Cross-linking of CD16 in the presence of matrix metalloproteinases (MMPs) inhibition led to increased and sustained CD16 mediated signalling through phosphorylation of CD3ζ. (a) Freshly isolated natural killer (NK) cells were incubated with mouse anti-human CD16 (clone 3G8) at 20 μg/ml for 30 min on ice, washed with phosphate-buffered saline (PBS) to remove unbound antibodies and then followed by 4 h incubation at 37°C with goat anti-mouse secondary immunoglobulin (IgG) at 20 μg/ml in the presence of the MMPs inhibitor GM6001 or its control (CTRL). Then, flow cytometric analyses were performed. Cells were gated electronically on CD3⁻CD56^dim NK cells and representative dot-plots of the CD16 expression from two experiments is shown with NK cells from two donors. (b) Cells were treated as in (a). Representative dot-plots of interferon (IFN)-γ- and tumour necrosis factor (TNF)-α-producing NK cells from two experiments are shown with NK cells from two donors. (c) Cells were stimulated as in (a) and (b), and harvested at different time-points (0, 5, 30, 60, 120 and 240 min) and lysed.

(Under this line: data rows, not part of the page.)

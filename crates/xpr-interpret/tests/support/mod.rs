#![allow(dead_code)]

use std::sync::atomic::{AtomicI64, AtomicUsize, Ordering};
use std::sync::{Arc, OnceLock};
use xpr_core::ast::*;
use xpr_core::error::Error;
use xpr_core::Result;
use xpr_interpret::{ClosureBackend, CompiledFn, LoweringBackend};

/// Host object with a mutable field.
pub struct Holder {
    pub field: AtomicI64,
}

pub fn holder_ty() -> Ty {
    Ty::object("Holder")
}

pub fn holder(field: i64) -> Value {
    Value::object(
        "Holder",
        Holder {
            field: AtomicI64::new(field),
        },
    )
}

pub fn set_field(value: &Value, field: i64) {
    if let Some(holder) = value.as_object().and_then(|o| o.downcast_ref::<Holder>()) {
        holder.field.store(field, Ordering::SeqCst);
    }
}

fn read_field(target: &Value) -> Result<i64> {
    target
        .as_object()
        .and_then(|o| o.downcast_ref::<Holder>())
        .map(|h| h.field.load(Ordering::SeqCst))
        .ok_or_else(|| Error::target(format!("{} is not a Holder", target.type_name())))
}

pub fn field_handle() -> HandleRef {
    static HANDLE: OnceLock<HandleRef> = OnceLock::new();
    HANDLE
        .get_or_init(|| {
            FnHandle::instance("Holder", "Field", |target, _| read_field(target).map(Value::Int))
        })
        .clone()
}

/// `holder.Add(x)` returns the field plus `x`.
pub fn add_method() -> HandleRef {
    static HANDLE: OnceLock<HandleRef> = OnceLock::new();
    HANDLE
        .get_or_init(|| {
            FnHandle::instance("Holder", "Add", |target, args| {
                let field = read_field(target)?;
                match args {
                    [Value::Int(x)] => Ok(Value::Int(field + x)),
                    _ => Err(Error::target("Holder.Add expects one int")),
                }
            })
        })
        .clone()
}

pub fn answer_handle() -> HandleRef {
    static HANDLE: OnceLock<HandleRef> = OnceLock::new();
    HANDLE
        .get_or_init(|| FnHandle::static_fn("Holder", "Answer", |_| Ok(Value::Int(42))))
        .clone()
}

pub fn failing_handle() -> HandleRef {
    static HANDLE: OnceLock<HandleRef> = OnceLock::new();
    HANDLE
        .get_or_init(|| FnHandle::static_fn("Holder", "Fail", |_| Err(Error::target("host failure"))))
        .clone()
}

/// User-defined `+` over ints.
pub fn user_add() -> HandleRef {
    static HANDLE: OnceLock<HandleRef> = OnceLock::new();
    HANDLE
        .get_or_init(|| {
            FnHandle::static_fn("Checked", "op_Addition", |args| match args {
                [Value::Int(a), Value::Int(b)] => Ok(Value::Int(a + b)),
                _ => Err(Error::target("op_Addition expects two ints")),
            })
        })
        .clone()
}

/// User-defined conversion from int to string.
pub fn int_to_string() -> HandleRef {
    static HANDLE: OnceLock<HandleRef> = OnceLock::new();
    HANDLE
        .get_or_init(|| {
            FnHandle::static_fn("Checked", "op_Implicit", |args| match args {
                [Value::Int(v)] => Ok(Value::string(v.to_string())),
                _ => Err(Error::target("op_Implicit expects an int")),
            })
        })
        .clone()
}

pub fn user_sum(lhs: Expr, rhs: Expr) -> Expr {
    Expr::binop_with(xpr_core::ops::BinOpKind::Add, lhs, rhs, user_add(), Ty::Int)
}

/// Backend counting how often it lowers a tree.
#[derive(Default)]
pub struct CountingBackend {
    inner: ClosureBackend,
    lowered: AtomicUsize,
}

impl CountingBackend {
    pub fn new() -> Arc<Self> {
        Arc::new(Self::default())
    }
    pub fn lowered(&self) -> usize {
        self.lowered.load(Ordering::SeqCst)
    }
}

impl LoweringBackend for CountingBackend {
    fn name(&self) -> &str {
        "counting"
    }
    fn lower(&self, params: &[Param], body: &Expr) -> Result<CompiledFn> {
        self.lowered.fetch_add(1, Ordering::SeqCst);
        self.inner.lower(params, body)
    }
}
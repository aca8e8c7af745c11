//! Core IR for the expression engine: the expression tree, host values, member handles
//! and the tree passes shared by the interpreter and the expander.

#[macro_use]
pub mod macros;

pub mod ast;
pub mod collections;
pub mod error;
pub mod holder;
pub mod ops;
pub mod passes;
pub mod pretty;
pub mod visit;

// Re-export commonly used items for convenience
pub use tracing;

// Alias for error types
pub type Error = crate::error::Error;
pub type Result<T> = crate::error::Result<T>;
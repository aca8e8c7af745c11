use crate::ast::*;
use crate::holder::{holder_depth, holder_slot, slot_path};
use crate::visit::ExprRewriter;
use crate::Result;

#[derive(Default)]
struct CapturedValuesCollector {
    values: Vec<Value>,
}

impl ExprRewriter for CapturedValuesCollector {
    fn rewrite_constant(&mut self, expr: &Expr, constant: &ExprConstant) -> Result<Expr> {
        if !constant.value.is_null() {
            self.values.push(constant.value.clone());
        }
        Ok(expr.clone())
    }
}

/// Non-null constant values in walk order. The parametrizer assigns holder positions in the
/// same order.
pub fn captured_values(expr: &Expr) -> Result<Vec<Value>> {
    let mut collector = CapturedValuesCollector::default();
    collector.rewrite_expr(expr)?;
    Ok(collector.values)
}

struct CapturedValuesParametrizer {
    holder: Param,
    depth: usize,
    visited: usize,
}

impl ExprRewriter for CapturedValuesParametrizer {
    fn rewrite_constant(&mut self, expr: &Expr, constant: &ExprConstant) -> Result<Expr> {
        if constant.value.is_null() {
            return Ok(expr.clone());
        }
        let path = slot_path(self.visited, self.depth);
        self.visited += 1;
        let last = path.len() - 1;
        let read = path
            .into_iter()
            .enumerate()
            .fold(Expr::parameter(&self.holder), |target, (level, slot)| {
                let ty = if level == last { Ty::Any } else { Ty::Holder };
                Expr::member(Some(target), holder_slot(slot), ty)
            });
        Ok(Expr::convert(read, constant.ty.clone()))
    }
}

/// Rewrites each non-null constant into a typed read from the holder parameter. `count` is the
/// number of captured values, which fixes the holder depth.
pub fn parametrize(expr: &Expr, holder: &Param, count: usize) -> Result<Expr> {
    debug!(count, "parametrizing captured values");
    let mut parametrizer = CapturedValuesParametrizer {
        holder: holder.clone(),
        depth: holder_depth(count),
        visited: 0,
    };
    parametrizer.rewrite_expr(expr)
}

Total cell lysates were resolved on 4–20% Mini-protean® precast gels, transferred to a polyvinylidene difluoride (PVDF) membrane, followed by immunoblotting with appropriate antibodies. A representative image of Western blot is shown. (d) Graph representations of the quantification of phospho-CD3ζ from two independent experiments with NK cells from two donors are shown. Data were analysed using ImageJ software and normalized according to total CD3ζ.